● **Try it**:
Retype only the stretch of lines that starts with the line containing "pub fn placeholder(&self, id: &PlaceholderId)" and ends with the last line of the records, both included, exactly.

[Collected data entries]
┌────────

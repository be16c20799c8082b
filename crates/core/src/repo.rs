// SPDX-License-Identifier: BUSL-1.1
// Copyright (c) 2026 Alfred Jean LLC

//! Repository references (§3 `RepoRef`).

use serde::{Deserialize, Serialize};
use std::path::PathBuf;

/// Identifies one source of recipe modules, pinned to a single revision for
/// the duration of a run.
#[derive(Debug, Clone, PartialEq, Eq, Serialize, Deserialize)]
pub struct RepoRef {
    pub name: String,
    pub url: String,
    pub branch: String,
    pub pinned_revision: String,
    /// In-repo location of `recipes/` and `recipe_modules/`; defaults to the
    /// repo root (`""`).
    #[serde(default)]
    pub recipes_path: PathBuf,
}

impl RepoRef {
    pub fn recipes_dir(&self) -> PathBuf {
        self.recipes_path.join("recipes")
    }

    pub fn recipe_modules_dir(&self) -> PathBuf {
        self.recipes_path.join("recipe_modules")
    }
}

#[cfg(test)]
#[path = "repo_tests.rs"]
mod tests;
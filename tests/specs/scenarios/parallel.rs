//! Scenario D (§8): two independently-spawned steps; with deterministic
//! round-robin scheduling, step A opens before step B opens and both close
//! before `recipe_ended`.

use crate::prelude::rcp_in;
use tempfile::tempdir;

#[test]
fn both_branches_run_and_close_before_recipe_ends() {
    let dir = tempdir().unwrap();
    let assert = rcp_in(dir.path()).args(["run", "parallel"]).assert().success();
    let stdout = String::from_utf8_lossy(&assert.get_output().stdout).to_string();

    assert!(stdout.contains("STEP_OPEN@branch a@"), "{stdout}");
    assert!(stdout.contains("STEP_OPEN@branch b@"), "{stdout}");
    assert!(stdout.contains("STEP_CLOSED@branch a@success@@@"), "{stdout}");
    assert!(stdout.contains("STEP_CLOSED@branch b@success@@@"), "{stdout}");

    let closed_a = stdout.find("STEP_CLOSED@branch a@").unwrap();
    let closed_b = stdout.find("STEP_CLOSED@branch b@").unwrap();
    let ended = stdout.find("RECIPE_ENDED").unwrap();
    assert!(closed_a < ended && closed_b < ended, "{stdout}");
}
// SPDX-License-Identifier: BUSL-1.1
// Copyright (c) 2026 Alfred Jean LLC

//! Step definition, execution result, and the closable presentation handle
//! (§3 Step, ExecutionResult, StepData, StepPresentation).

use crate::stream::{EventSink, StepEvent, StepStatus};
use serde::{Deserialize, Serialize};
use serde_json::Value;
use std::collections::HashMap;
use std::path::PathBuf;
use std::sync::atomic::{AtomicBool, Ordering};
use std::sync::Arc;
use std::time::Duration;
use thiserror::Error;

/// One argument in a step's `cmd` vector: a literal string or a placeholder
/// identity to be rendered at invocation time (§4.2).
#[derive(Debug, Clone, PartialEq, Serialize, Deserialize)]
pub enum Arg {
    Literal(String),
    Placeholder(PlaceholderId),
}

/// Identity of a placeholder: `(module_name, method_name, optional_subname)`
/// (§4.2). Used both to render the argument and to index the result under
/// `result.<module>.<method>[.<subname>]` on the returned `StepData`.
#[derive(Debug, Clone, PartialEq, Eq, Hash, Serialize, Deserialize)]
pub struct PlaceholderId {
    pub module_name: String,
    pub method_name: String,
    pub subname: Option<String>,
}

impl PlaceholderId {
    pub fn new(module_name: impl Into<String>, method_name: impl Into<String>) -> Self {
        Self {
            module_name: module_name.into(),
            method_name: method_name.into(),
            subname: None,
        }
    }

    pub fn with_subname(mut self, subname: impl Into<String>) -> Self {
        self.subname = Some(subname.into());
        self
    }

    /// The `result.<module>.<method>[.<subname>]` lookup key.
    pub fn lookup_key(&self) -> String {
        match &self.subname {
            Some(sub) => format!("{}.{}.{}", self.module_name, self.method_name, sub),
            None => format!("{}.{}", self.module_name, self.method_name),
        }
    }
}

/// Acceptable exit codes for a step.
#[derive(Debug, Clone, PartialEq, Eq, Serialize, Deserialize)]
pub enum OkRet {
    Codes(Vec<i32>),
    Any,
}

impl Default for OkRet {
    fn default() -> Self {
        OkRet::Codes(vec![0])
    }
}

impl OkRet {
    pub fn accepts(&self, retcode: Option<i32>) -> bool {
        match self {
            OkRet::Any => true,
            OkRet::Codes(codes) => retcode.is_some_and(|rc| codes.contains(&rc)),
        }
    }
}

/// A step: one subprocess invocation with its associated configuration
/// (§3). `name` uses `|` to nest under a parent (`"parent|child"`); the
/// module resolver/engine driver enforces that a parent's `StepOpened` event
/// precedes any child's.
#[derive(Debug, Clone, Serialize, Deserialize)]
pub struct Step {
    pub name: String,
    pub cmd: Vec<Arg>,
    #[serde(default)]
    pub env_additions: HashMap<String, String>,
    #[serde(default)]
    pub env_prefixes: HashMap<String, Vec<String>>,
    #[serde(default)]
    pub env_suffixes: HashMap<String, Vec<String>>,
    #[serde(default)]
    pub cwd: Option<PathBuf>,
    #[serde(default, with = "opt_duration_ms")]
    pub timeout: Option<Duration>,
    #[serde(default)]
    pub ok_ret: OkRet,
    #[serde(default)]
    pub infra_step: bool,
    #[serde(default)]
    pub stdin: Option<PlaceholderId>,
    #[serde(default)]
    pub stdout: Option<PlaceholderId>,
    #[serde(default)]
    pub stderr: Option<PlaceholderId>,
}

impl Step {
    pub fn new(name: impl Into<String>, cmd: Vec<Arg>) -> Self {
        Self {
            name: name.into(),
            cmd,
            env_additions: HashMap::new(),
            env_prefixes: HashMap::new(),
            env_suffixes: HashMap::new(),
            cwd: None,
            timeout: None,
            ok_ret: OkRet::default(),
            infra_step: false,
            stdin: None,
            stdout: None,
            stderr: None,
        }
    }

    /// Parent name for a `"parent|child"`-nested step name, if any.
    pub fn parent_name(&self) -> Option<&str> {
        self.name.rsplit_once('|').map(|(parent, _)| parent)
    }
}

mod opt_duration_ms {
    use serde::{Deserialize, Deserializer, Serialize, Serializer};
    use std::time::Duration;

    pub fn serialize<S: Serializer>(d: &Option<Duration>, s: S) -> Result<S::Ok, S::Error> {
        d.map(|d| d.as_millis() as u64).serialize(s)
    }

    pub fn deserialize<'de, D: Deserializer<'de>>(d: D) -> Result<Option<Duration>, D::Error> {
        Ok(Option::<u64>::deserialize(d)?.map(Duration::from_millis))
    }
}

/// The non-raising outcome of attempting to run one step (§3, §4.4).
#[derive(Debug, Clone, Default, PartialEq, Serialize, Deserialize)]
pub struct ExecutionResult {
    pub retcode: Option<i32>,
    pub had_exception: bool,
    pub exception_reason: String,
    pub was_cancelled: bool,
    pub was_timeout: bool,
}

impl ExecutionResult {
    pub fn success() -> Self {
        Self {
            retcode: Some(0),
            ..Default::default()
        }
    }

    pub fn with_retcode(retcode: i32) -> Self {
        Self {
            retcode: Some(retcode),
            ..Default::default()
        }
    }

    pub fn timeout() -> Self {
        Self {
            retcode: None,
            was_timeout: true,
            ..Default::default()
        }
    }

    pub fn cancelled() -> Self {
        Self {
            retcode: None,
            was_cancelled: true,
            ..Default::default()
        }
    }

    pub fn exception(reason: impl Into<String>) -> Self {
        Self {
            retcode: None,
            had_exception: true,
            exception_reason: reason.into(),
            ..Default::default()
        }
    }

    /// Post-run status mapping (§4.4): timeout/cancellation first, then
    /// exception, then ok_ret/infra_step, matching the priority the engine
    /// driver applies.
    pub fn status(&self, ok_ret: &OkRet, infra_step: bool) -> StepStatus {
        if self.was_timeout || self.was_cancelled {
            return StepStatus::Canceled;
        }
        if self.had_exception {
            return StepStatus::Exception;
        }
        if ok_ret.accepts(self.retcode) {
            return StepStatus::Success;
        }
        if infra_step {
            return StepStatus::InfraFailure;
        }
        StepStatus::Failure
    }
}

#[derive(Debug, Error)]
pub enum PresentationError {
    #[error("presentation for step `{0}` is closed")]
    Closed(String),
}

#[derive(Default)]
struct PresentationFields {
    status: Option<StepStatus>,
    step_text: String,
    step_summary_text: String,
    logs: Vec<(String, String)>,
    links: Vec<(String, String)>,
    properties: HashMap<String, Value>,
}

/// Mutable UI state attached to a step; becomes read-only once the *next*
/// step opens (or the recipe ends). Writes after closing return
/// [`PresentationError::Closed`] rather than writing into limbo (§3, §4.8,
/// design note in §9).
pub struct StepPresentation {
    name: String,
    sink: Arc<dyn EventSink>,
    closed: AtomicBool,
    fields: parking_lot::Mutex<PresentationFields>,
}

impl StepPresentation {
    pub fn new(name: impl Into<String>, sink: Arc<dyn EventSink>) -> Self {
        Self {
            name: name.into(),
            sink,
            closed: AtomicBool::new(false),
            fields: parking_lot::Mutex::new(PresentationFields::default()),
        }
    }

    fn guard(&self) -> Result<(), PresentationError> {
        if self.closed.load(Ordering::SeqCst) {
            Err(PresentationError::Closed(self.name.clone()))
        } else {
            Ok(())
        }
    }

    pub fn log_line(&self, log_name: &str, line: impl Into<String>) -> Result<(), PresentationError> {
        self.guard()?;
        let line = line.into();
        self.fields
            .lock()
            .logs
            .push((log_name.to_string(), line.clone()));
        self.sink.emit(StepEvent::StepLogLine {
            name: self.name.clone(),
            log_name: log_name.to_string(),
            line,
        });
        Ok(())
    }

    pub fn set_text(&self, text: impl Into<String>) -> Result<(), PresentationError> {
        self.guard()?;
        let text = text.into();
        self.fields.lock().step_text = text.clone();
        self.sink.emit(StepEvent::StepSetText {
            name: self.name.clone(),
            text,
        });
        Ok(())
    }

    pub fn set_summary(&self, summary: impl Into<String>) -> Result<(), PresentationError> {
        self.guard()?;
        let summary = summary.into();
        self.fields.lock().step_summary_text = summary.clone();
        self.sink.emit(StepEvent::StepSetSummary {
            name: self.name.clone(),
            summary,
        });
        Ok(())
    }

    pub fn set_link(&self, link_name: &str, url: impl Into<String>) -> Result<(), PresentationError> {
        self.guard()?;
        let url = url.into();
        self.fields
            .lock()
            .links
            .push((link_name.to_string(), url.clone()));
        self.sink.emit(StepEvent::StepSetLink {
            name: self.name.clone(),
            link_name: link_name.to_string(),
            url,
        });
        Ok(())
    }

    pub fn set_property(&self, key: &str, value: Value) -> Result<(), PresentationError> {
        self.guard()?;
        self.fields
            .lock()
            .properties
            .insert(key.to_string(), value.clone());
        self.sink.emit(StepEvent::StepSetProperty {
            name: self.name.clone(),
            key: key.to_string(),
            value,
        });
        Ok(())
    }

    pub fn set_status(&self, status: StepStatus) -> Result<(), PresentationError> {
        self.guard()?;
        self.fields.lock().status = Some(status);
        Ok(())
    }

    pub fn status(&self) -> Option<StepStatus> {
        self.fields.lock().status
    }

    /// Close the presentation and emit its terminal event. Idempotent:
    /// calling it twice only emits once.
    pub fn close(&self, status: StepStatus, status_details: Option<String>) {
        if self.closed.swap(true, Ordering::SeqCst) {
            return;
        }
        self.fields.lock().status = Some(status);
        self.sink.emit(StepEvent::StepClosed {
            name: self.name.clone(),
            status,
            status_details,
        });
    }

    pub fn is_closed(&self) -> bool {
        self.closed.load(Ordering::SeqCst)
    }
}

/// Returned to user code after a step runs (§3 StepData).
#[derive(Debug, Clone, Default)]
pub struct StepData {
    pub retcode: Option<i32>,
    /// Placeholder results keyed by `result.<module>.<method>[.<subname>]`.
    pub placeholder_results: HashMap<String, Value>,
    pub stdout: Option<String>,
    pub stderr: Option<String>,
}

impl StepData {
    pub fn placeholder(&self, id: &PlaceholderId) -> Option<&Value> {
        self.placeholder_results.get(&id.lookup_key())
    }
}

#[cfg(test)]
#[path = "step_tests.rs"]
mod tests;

└────────

● **Answer space**:
    pub fn placeholder(&self, id: &PlaceholderId) -> Option<&Value> {
        self.placeholder_results.get(&id.lookup_key())
    }
}

#[cfg(test)]
#[path = "step_tests.rs"]
mod tests;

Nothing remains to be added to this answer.